The Legacy of Halo’s Multiplayer and Its Community

It’s been ten years since gamers were first introduced to the Halo universe. How do you begin to write an article about one of the most iconic video game franchises of all time? I’ll admit, I thought it would be easy, but it turns out I was wrong.

Originally destined for the Mac operating system, Halo ended up becoming a launch title for the original Xbox. I doubt anyone at Microsoft or Bungie had any idea how popular Halo would become. Like PB&J, Halo and Xbox became an iconic pair. It could be argued that Xbox wouldn’t be where it was today without Halo, and Halo wouldn’t have made it this far without Xbox exclusivity.

Released before Xbox Live was even live (sorry for the bad pun), Halo: Combat Evolved easily allowed gamers to do something they had already been doing for years: host LAN parties. With two TVs and Xboxes, and a crossover cable it was a breeze to set up a LAN party for eight people. Before Halo, never before had it been this easy to play with friends in the same room. Xbox Live rolled out in 2002, and despite being a bit clunky, its support for voice was enough to have the ‘LAN party’ feel with your friends regardless of location.

Not to be overlooked, Bungie deserves a large portion of credit for fostering the multiplayer Halo community. Over the years Bungie has set the bar for not only producing high quality games, but for continuing their support years after launch. Much of this success can be attributed to their official website Weekly updates from the studio, and forums to discuss the Halo universe provided fans a place to hang out when they were away from their consoles.

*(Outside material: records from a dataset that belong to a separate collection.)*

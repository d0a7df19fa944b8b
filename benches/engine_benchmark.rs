use criterion::{black_box, criterion_group, criterion_main, BenchmarkId, Criterion};
use glyphdex::core::config::ConfigurationSet;
use glyphdex::core::document::{Document, DocumentFields, Field};
use glyphdex::core::types::{DocumentKey, FieldValue};
use glyphdex::filter::ast::{CompareOp, Constant, Filter};
use glyphdex::search::results::{Boost, Query};
use glyphdex::Engine;
use rand::Rng;
use std::time::{Duration, Instant};

fn test_document(id: i64, content_size: usize) -> Document {
    let mut rng = rand::thread_rng();
    let words = ["the", "quick", "brown", "fox", "jumps", "over", "lazy", "dog"];
    let content: String = (0..content_size).map(|_| words[rng.gen_range(0..words.len())]).collect::<Vec<_>>().join(" ");

    let mut fields = DocumentFields::new();
    fields.insert("title", Field::text(format!("Document {}", id)));
    fields.insert("content", Field::text(content));
    fields.insert("category", Field::keyword(format!("category_{}", id % 10)));

    let mut score_field = Field::keyword("");
    score_field.value = FieldValue::Number(rng.gen_range(0.0..100.0));
    fields.insert("score", score_field);

    Document::new(DocumentKey(id), 0, fields)
}

fn bench_single_document_add(c: &mut Criterion) {
    let engine = Engine::new(ConfigurationSet::default());

    c.bench_function("single_document_add", |b| {
        let mut id = 0i64;
        b.iter(|| {
            let doc = test_document(id, 100);
            engine.index_document(doc).unwrap();
            id += 1;
        });
    });
}

fn bench_batch_index(c: &mut Criterion) {
    let mut group = c.benchmark_group("batch_index");

    for batch_size in [10, 50, 100, 500, 1000].iter() {
        group.bench_with_input(BenchmarkId::from_parameter(batch_size), batch_size, |b, &batch_size| {
            let engine = Engine::new(ConfigurationSet::default());
            let mut id_counter = 0i64;

            b.iter(|| {
                let docs: Vec<Document> = (0..batch_size)
                    .map(|_| {
                        let doc = test_document(id_counter, 100);
                        id_counter += 1;
                        doc
                    })
                    .collect();
                engine.index_documents(docs).unwrap();
            });
        });
    }
    group.finish();
}

fn bench_search(c: &mut Criterion) {
    let engine = Engine::new(ConfigurationSet::default());
    let docs: Vec<Document> = (0..1000).map(|i| test_document(i, 100)).collect();
    engine.index_documents(docs).unwrap();

    let mut group = c.benchmark_group("search");

    group.bench_function("single_term", |b| {
        b.iter(|| {
            let _ = engine.search(black_box(&Query::new("fox"))).unwrap();
        });
    });

    group.bench_function("multi_term_coverage", |b| {
        b.iter(|| {
            let _ = engine.search(black_box(&Query::new("quick brown fox jumps"))).unwrap();
        });
    });

    group.bench_function("filtered", |b| {
        let mut query = Query::new("fox");
        query.filter = Some(Filter::Value { field: "category".into(), op: CompareOp::Eq, value: Constant::String("category_5".into()) });
        b.iter(|| {
            let _ = engine.search(black_box(&query)).unwrap();
        });
    });

    group.bench_function("boosted", |b| {
        let mut query = Query::new("fox dog");
        query.boosts.push(Boost {
            filter: Filter::Value { field: "score".into(), op: CompareOp::Gte, value: Constant::Number(50.0) },
            strength: 20,
        });
        b.iter(|| {
            let _ = engine.search(black_box(&query)).unwrap();
        });
    });

    group.bench_function("faceted_empty_query", |b| {
        let mut query = Query::new("");
        query.enable_facets = true;
        b.iter(|| {
            let _ = engine.search(black_box(&query)).unwrap();
        });
    });

    group.bench_function("fuzzy_typo", |b| {
        b.iter(|| {
            let _ = engine.search(black_box(&Query::new("quik"))).unwrap();
        });
    });

    group.finish();
}

fn bench_throughput(c: &mut Criterion) {
    let mut group = c.benchmark_group("throughput");
    group.sample_size(10);
    group.measurement_time(Duration::from_secs(10));

    group.bench_function("index_throughput", |b| {
        b.iter_custom(|iters| {
            let engine = Engine::new(ConfigurationSet::default());
            let mut id = 0i64;

            let start = Instant::now();
            for _ in 0..iters {
                let docs: Vec<Document> = (0..100)
                    .map(|_| {
                        let doc = test_document(id, 100);
                        id += 1;
                        doc
                    })
                    .collect();
                engine.index_documents(docs).unwrap();
            }
            start.elapsed()
        });
    });

    group.bench_function("query_throughput", |b| {
        let engine = Engine::new(ConfigurationSet::default());
        let docs: Vec<Document> = (0..5000).map(|i| test_document(i, 50)).collect();
        engine.index_documents(docs).unwrap();

        let queries = vec![Query::new("fox"), Query::new("quick brown"), Query::new("lazy dog"), Query::new("jumps over")];
        let mut query_idx = 0;

        b.iter_custom(|iters| {
            let start = Instant::now();
            for _ in 0..iters {
                for _ in 0..100 {
                    let _ = engine.search(&queries[query_idx % queries.len()]).unwrap();
                    query_idx += 1;
                }
            }
            start.elapsed()
        });
    });

    group.finish();
}

criterion_group!(benches, bench_single_document_add, bench_batch_index, bench_search, bench_throughput);
criterion_main!(benches);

Perhaps the most important thing that brought gamers to the community was the gameplay stats. Halo 2, the first Halo title with official XBL support, launched with an amazing online component. Players could now relive the glory by accessing the “Postgame Carnage Report” and check game statistics, medals earned, etc.  That was 2004, and while I don’t want to participate in fanboy mudslinging, consider the following statement: Call of Duty just released their eighth franchise game, but it’s the first one to support fully-featured, online stat tracking at launch. (Yes, I realize that CoD:BO stats are included in Elite, but that didn’t go live until recently. WaW also had a version of this after launch.)

As great as online stat tracking was, Bungie one-upped themselves with the theater in Halo 3. Now, it was possible to save videos of your gameplay. Gamers love to brag about their l33t skillz and the theater feature made it incredibly easy to show off their best moves. It was with Halo 3 that the internet exploded with all kinds of gameplay montages, many of which were extremely well-edited. Recently, other games have been released with similar features, but Bungie pioneered this on consoles years before.

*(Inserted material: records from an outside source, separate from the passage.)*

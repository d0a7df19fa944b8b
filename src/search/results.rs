use std::collections::HashMap;
use crate::filter::ast::Filter;
use crate::index::score_array::ScoreEntry;
use crate::scoring::coverage::CoverageSetup;
use crate::search::sort::SortSpec;

#[derive(Debug, Clone)]
pub struct Boost {
    pub filter: Filter,
    pub strength: u8,
}

/// Caller-supplied search request. Constructed directly rather than
/// parsed from a query string; filter-expression grammar parsing is an
/// external concern.
#[derive(Clone)]
pub struct Query {
    pub text: String,
    pub max_records: usize,
    pub timeout_millis: u32,
    pub enable_coverage: bool,
    pub enable_facets: bool,
    pub enable_boost: bool,
    pub coverage_depth: usize,
    pub coverage_setup: Option<CoverageSetup>,
    pub filter: Option<Filter>,
    pub boosts: Vec<Boost>,
    pub sort_by: Option<SortSpec>,
    pub truncate: bool,
    pub truncation_score: u8,
}

impl Query {
    pub fn new(text: impl Into<String>) -> Self {
        Query {
            text: text.into(),
            max_records: 20,
            timeout_millis: 5000,
            enable_coverage: true,
            enable_facets: false,
            enable_boost: true,
            coverage_depth: 256,
            coverage_setup: None,
            filter: None,
            boosts: Vec::new(),
            sort_by: None,
            truncate: false,
            truncation_score: 0,
        }
    }

    pub fn clamped_timeout_millis(&self) -> u32 {
        self.timeout_millis.min(10_000)
    }
}

#[derive(Debug, Clone, Default)]
pub struct SearchResult {
    pub records: Vec<ScoreEntry>,
    pub facets: Option<HashMap<String, Vec<(String, usize)>>>,
    pub truncation_index: Option<usize>,
    pub truncation_score: u8,
    pub did_time_out: bool,
    pub total_candidates: usize,
    pub execution_time_ms: u64,
}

Finally, as with any multiplayer community, playing the same maps repeatedly can lead to stagnation of style and boredom for everyone.  Formerly, map editors were only available for PC players. Halo 3 shipped with ‘The Forge’ a tool that gave console players the ability to create endless new maps. Limited only by imagination and the item budget, many Halo enthusiasts built some pretty phenomenal multiplayer maps. Some of these maps even found their way into regular rotation in multiplayer matchmaking thus prolonging the experience.

So, there you have it. Over the past ten years, Bungie has been providing the tools to their multiplayer community to make the Halo franchise one of the most beloved of all time. Despite recently turning the intellectual property of Halo over to 343 Industries, I firmly believe that the support for the community will not change. Let’s continue to hope that the next ten years will be as great as the last.